Waqf in Colonial Zanzibar
In many premodern Islamic societies, religious endowments were a central element of socio-economic structure. Endowment practice typically reflected notions of social order: Rulers and elites used endowments to fulfil what they considered their obligation towards social welfare, but also to create dependency, to represent power and to foster bonds of solidarity within kinship and occupational groups. It is precisely for this quality of reflecting and reproducing notions of social order that endowments became a central point of conflict under colonial rule. British officials profoundly disagreed with the traditional ways of administering endowed resources.

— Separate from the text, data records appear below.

use std::fmt;
use std::str::FromStr;

use serde::{Deserialize, Serialize};
use tracing::debug;

use crate::error::InvariantViolation;
use crate::model::Model;
use crate::shape_id::ShapeId;
use crate::types::{Shape, SourceLocation};

/// How serious a [`ValidationEvent`] is. Ordered from least to most severe.
#[derive(Debug, Clone, Copy, PartialEq, Eq, PartialOrd, Ord, Hash, Serialize, Deserialize)]
#[serde(rename_all = "UPPERCASE")]
pub enum Severity {
    Suppressed,
    Note,
    Warning,
    Danger,
    Error,
}

impl Severity {
    pub const ALL: [Severity; 5] = [
        Severity::Suppressed,
        Severity::Note,
        Severity::Warning,
        Severity::Danger,
        Severity::Error,
    ];

    pub fn as_str(self) -> &'static str {
        match self {
            Severity::Suppressed => "SUPPRESSED",
            Severity::Note => "NOTE",
            Severity::Warning => "WARNING",
            Severity::Danger => "DANGER",
            Severity::Error => "ERROR",
        }
    }
}

impl fmt::Display for Severity {
    fn fmt(&self, f: &mut fmt::Formatter<'_>) -> fmt::Result {
        f.write_str(self.as_str())
    }
}

/// Parses the upper-case severity name.
impl FromStr for Severity {
    type Err = String;
    fn from_str(s: &str) -> Result<Self, Self::Err> {
        Severity::ALL
            .into_iter()
            .find(|sev| sev.as_str() == s)
            .ok_or_else(|| format!("unknown severity {s:?}"))
    }
}

/// A single finding about a model.
///
/// Events are immutable and compare equal only when every field matches.
/// `Display` yields the canonical one-line form used by conformance
/// fixtures:
///
/// ```text
/// [ERROR] ns.foo#Bar: message | EventId filename:line:column
/// ```
#[derive(Debug, Clone, PartialEq, Eq, Hash, Serialize, Deserialize)]
#[serde(try_from = "EventRecord", into = "EventRecord")]
pub struct ValidationEvent {
    event_id: String,
    severity: Severity,
    shape_id: Option<ShapeId>,
    message: String,
    suppression_reason: Option<String>,
    source_location: SourceLocation,
}

impl ValidationEvent {
    pub fn builder() -> ValidationEventBuilder {
        ValidationEventBuilder::default()
    }

    /// An event about `shape`, located where the shape is defined.
    pub fn from_shape(
        shape: &Shape,
        event_id: impl Into<String>,
        severity: Severity,
        message: impl Into<String>,
    ) -> Self {
        Self {
            event_id: event_id.into(),
            severity,
            shape_id: Some(shape.id().clone()),
            message: message.into(),
            suppression_reason: None,
            source_location: shape.source_location().clone(),
        }
    }

    pub fn event_id(&self) -> &str {
        &self.event_id
    }

    pub fn severity(&self) -> Severity {
        self.severity
    }

    pub fn shape_id(&self) -> Option<&ShapeId> {
        self.shape_id.as_ref()
    }

    pub fn message(&self) -> &str {
        &self.message
    }

    pub fn suppression_reason(&self) -> Option<&str> {
        self.suppression_reason.as_deref()
    }

    pub fn source_location(&self) -> &SourceLocation {
        &self.source_location
    }
}

impl fmt::Display for ValidationEvent {
    fn fmt(&self, f: &mut fmt::Formatter<'_>) -> fmt::Result {
        write!(f, "[{}] ", self.severity)?;
        match &self.shape_id {
            Some(id) => write!(f, "{id}")?,
            None => f.write_str("-")?,
        }
        write!(
            f,
            ": {} | {} {}",
            self.message, self.event_id, self.source_location
        )
    }
}

/// Builds a [`ValidationEvent`]. Event id, severity, and message are
/// required; the source location defaults to [`SourceLocation::none`].
#[derive(Debug, Default, Clone)]
pub struct ValidationEventBuilder {
    event_id: Option<String>,
    severity: Option<Severity>,
    shape_id: Option<ShapeId>,
    message: Option<String>,
    suppression_reason: Option<String>,
    source_location: Option<SourceLocation>,
}

impl ValidationEventBuilder {
    pub fn event_id(mut self, event_id: impl Into<String>) -> Self {
        self.event_id = Some(event_id.into());
        self
    }

    pub fn severity(mut self, severity: Severity) -> Self {
        self.severity = Some(severity);
        self
    }

    pub fn shape_id(mut self, shape_id: ShapeId) -> Self {
        self.shape_id = Some(shape_id);
        self
    }

    pub fn message(mut self, message: impl Into<String>) -> Self {
        self.message = Some(message.into());
        self
    }

    pub fn suppression_reason(mut self, reason: impl Into<String>) -> Self {
        self.suppression_reason = Some(reason.into());
        self
    }

    pub fn source_location(mut self, location: SourceLocation) -> Self {
        self.source_location = Some(location);
        self
    }

    /// Sets both the shape id and the source location from `shape`.
    pub fn shape(self, shape: &Shape) -> Self {
        self.shape_id(shape.id().clone())
            .source_location(shape.source_location().clone())
    }

    pub fn build(self) -> Result<ValidationEvent, InvariantViolation> {
        let severity = self
            .severity
            .ok_or(InvariantViolation::MissingEventField("severity"))?;
        if self.suppression_reason.is_some() && severity != Severity::Suppressed {
            return Err(InvariantViolation::SuppressionReasonOnUnsuppressed);
        }
        Ok(ValidationEvent {
            event_id: self
                .event_id
                .ok_or(InvariantViolation::MissingEventField("eventId"))?,
            severity,
            shape_id: self.shape_id,
            message: self
                .message
                .ok_or(InvariantViolation::MissingEventField("message"))?,
            suppression_reason: self.suppression_reason,
            source_location: self.source_location.unwrap_or_default(),
        })
    }
}

// Flat JSON shape of an event.
#[derive(Serialize, Deserialize)]
#[serde(rename_all = "camelCase")]
struct EventRecord {
    id: String,
    severity: Severity,
    #[serde(default, skip_serializing_if = "Option::is_none")]
    shape_id: Option<ShapeId>,
    message: String,
    #[serde(default, skip_serializing_if = "Option::is_none")]
    suppression_reason: Option<String>,
    filename: String,
    line: u32,
    column: u32,
}

impl From<ValidationEvent> for EventRecord {
    fn from(event: ValidationEvent) -> Self {
        EventRecord {
            id: event.event_id,
            severity: event.severity,
            shape_id: event.shape_id,
            message: event.message,
            suppression_reason: event.suppression_reason,
            filename: event.source_location.filename,
            line: event.source_location.line,
            column: event.source_location.column,
        }
    }
}

impl TryFrom<EventRecord> for ValidationEvent {
    type Error = InvariantViolation;
    fn try_from(record: EventRecord) -> Result<Self, Self::Error> {
        let mut builder = ValidationEvent::builder()
            .event_id(record.id)
            .severity(record.severity)
            .message(record.message)
            .source_location(SourceLocation::new(record.filename, record.line, record.column));
        if let Some(id) = record.shape_id {
            builder = builder.shape_id(id);
        }
        if let Some(reason) = record.suppression_reason {
            builder = builder.suppression_reason(reason);
        }
        builder.build()
    }
}

// --- validators --------------------------------------------------------------

/// Checks a model and reports what it finds. Validators never fail: every
/// problem is an event.
pub trait Validator {
    fn validate(&self, model: &Model) -> Vec<ValidationEvent>;
}

impl<F> Validator for F
where
    F: Fn(&Model) -> Vec<ValidationEvent>,
{
    fn validate(&self, model: &Model) -> Vec<ValidationEvent> {
        self(model)
    }
}

/// Run every validator over `model`, concatenating their events in
/// validator order.
pub fn validate_model(model: &Model, validators: &[&dyn Validator]) -> Vec<ValidationEvent> {
    let events: Vec<ValidationEvent> = validators
        .iter()
        .flat_map(|validator| validator.validate(model))
        .collect();
    debug!(validators = validators.len(), events = events.len(), "validated model");
    events
}

// --- tests -------------------------------------------------------------------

At its heart, this conflict was a clash of opposing views about how socio-economic responsibilities should be allocated within society and which obligations the state, families and other institutions should assume in order to safeguard social welfare. In the Sultanate of Zanzibar, this conflict ended in a massive colonial intervention which profoundly changed the predominant patterns of local endowment practice. The study presents a detailed analysis of this transformation, based on extensive research of archival sources.
Literature: Oberauer, Norbert: Waqf im kolonialen Sansibar. Der Wandel einer islamischen Stiftungspraxis unter britischer Protektoratsherrschaft (Kultur, Recht und Politik in muslimischen Gesellschaften, vol. 25), Würzburg: Ergon 2012.